Suggested antimicrobial regimens in the management of neonatal sepsis in term and late preterm infants
  Antibiotic regimen
Empiric therapy
Early onset (<72 hours) Ampicillin and gentamicin
Late onset (≥72 hours) – Admitted from the community

Preferred regimen – Ampicillin and gentamicin

Alternative – Ampicillin and an expanded-spectrum cephalosporin (eg, ceftazidime, cefepime, or cefotaxime [where available])
Late onset (≥72 hours) – Hospitalized since birth Gentamicin and vancomycin*
Special circumstances:
Suspected meningitis – Early onset or late onset, admitted from the community Ampicillin, gentamicin, and an expanded-spectrum cephalosporin (eg, ceftazidime, cefepime, or cefotaxime [where available])
Suspected meningitis – Late onset, hospitalized since birth Gentamicin, vancomycin, and an expanded-spectrum cephalosporin (eg, ceftazidime, cefepime, or cefotaxime [where available])
Suspected pneumonia

Ampicillin and gentamicin

Alternatives:
  • Ampicillin and expanded-spectrum cephalosporin, or
  • Vancomycin and expanded-spectrum cephalosporin, or
  • Vancomycin and gentamicin
Suspected infection of skin, umbilicus, soft tissues, joints, or bones (S. aureus is a likely pathogen)

Vancomycin and gentamicin, or

Vancomycin, nafcillin, and gentamicin, or

Vancomycin and an expanded-spectrum cephalosporin (eg, ceftazidime, cefepime, or cefotaxime [where available])
Suspected intravascular catheter-related infection Vancomycin and gentamicin
Suspected infection due to organisms found in the gastrointestinal tract (eg, anaerobic bacteria)

Ampicillin, gentamicin, and clindamycin

Alternatives:
  • Ampicillin, gentamicin, and metronidazole or
  • Piperacillin-tazobactam and gentamicin
Pathogen-specific therapy
Group B Streptococcus Penicillin G
E. coli – Ampicillin-sensitive Ampicillin
E. coli – Ampicillin-resistant

Expanded-spectrum cephalosporin (eg, ceftazidime, cefepime, or cefotaxime [where available])

Alternative:
  • Meropenem
Multidrug-resistant gram-negative bacilli (including ESBL-producing organisms) Meropenem
L. monocytogenes Ampicillin and gentamicin
MSSA Nafcillin or cefazolin
MRSA Vancomycin
Coagulase-negative staphylococci Vancomycin
This table summarizes our suggested antibiotic regimens for empiric and pathogen-specific therapy for neonatal sepsis.

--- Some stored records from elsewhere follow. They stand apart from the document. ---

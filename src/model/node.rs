// SPDX-FileCopyrightText: 2026 Bruno Meilick
// SPDX-License-Identifier: LicenseRef-Flowdeck-FreeUse-NoCopy-NoDerivatives
//
// All rights reserved.
//
// This file is part of Flowdeck and is proprietary software.
// Unauthorized copying, modification, or distribution is prohibited.

use serde::{Deserialize, Serialize};

use super::ids::NodeId;

/// Free-form canvas coordinates. Stored and round-tripped, never interpreted by the core.
#[derive(Debug, Clone, Copy, PartialEq, Default, Serialize, Deserialize)]
pub struct Position {
    pub x: f64,
    pub y: f64,
}

impl Position {
    pub fn new(x: f64, y: f64) -> Self {
        Self { x, y }
    }
}

#[derive(Debug, Clone, Copy, PartialEq, Eq, Hash)]
pub enum NodeKind {
    Message,
}

impl NodeKind {
    pub fn label(self) -> &'static str {
        match self {
            Self::Message => "message",
        }
    }
}

/// Step payload, tagged by `kind` on disk.
#[derive(Debug, Clone, PartialEq, Eq, Serialize, Deserialize)]
#[serde(tag = "kind", rename_all = "snake_case")]
pub enum NodePayload {
    Message { message: String },
}

impl NodePayload {
    pub fn kind(&self) -> NodeKind {
        match self {
            Self::Message { .. } => NodeKind::Message,
        }
    }
}

#[derive(Debug, Clone, PartialEq, Serialize, Deserialize)]
pub struct Node {
    id: NodeId,
    #[serde(flatten)]
    payload: NodePayload,
    position: Position,
}

impl Node {
    pub fn message(id: NodeId, message: impl Into<String>, position: Position) -> Self {
        Self {
            id,
            payload: NodePayload::Message {
                message: message.into(),
            },
            position,
        }
    }

    pub fn id(&self) -> &NodeId {
        &self.id
    }

    pub fn kind(&self) -> NodeKind {
        self.payload.kind()
    }

    pub fn payload(&self) -> &NodePayload {
        &self.payload
    }

    pub fn position(&self) -> Position {
        self.position
    }

    pub fn text(&self) -> &str {
        match &self.payload {
            NodePayload::Message { message } => message,
        }
    }

    pub fn set_text(&mut self, text: impl Into<String>) {
        match &mut self.payload {
            NodePayload::Message { message } => *message = text.into(),
        }
    }
}

#[cfg(test)]
mod tests {
    use super::{Node, NodeKind, Position};
    use crate::model::NodeId;

    #[test]
    fn message_node_can_be_constructed_and_updated() {
        let id = NodeId::new("1").expect("node id");
        let mut node = Node::message(id.clone(), "Hello", Position::new(10.0, 20.0));

        assert_eq!(node.id(), &id);
        assert_eq!(node.kind(), NodeKind::Message);
        assert_eq!(node.text(), "Hello");

        node.set_text("World");
        assert_eq!(node.text(), "World");
        assert_eq!(node.position(), Position::new(10.0, 20.0));
    }

    #[test]
    fn message_node_json_carries_kind_tag() {
        let node = Node::message(NodeId::new("3").expect("node id"), "hi", Position::new(1.5, 2.0));
        let json = serde_json::to_value(&node).expect("serialize");

        assert_eq!(json["id"], "3");
        assert_eq!(json["kind"], "message");
        assert_eq!(json["message"], "hi");
        assert_eq!(json["position"]["x"], 1.5);

        let back: Node = serde_json::from_value(json).expect("deserialize");
        assert_eq!(back, node);
    }

    #[test]
    fn unknown_node_kind_is_rejected() {
        let raw = r#"{"id":"1","kind":"image","message":"x","position":{"x":0,"y":0}}"#;
        serde_json::from_str::<Node>(raw).unwrap_err();
    }
}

The initial choice of empiric therapy depends on the neonate's age, likely pathogens, and presence of an apparent source of infection (eg, skin, joint, or bone involvement). Local antibiotic susceptibility patterns should also be considered. For example, in centers with a high prevalence of gentamicin resistance among gram-negative isolates, an alternative aminoglycoside (eg, amikacin) may be preferred. Refer to UpToDate's topics on neonatal sepsis for additional details.

S. aureus: Staphylococcus aureus; E. coli: Escherichia coli; ESBL: extended-spectrum beta-lactamase; L. monocytogenes: Listeria monocytogenes; MSSA: methicillin-susceptible S. aureus; MRSA: methicillin-resistant S. aureus.

* A regimen of oxacillin or nafcillin plus gentamicin is reasonable if the neonate has a recent negative MRSA screening test.

¶ If there is concern for meningitis caused by a multidrug-resistant gram-negative organism, a carbapenem such as meropenem is the preferred agent for empiric therapy.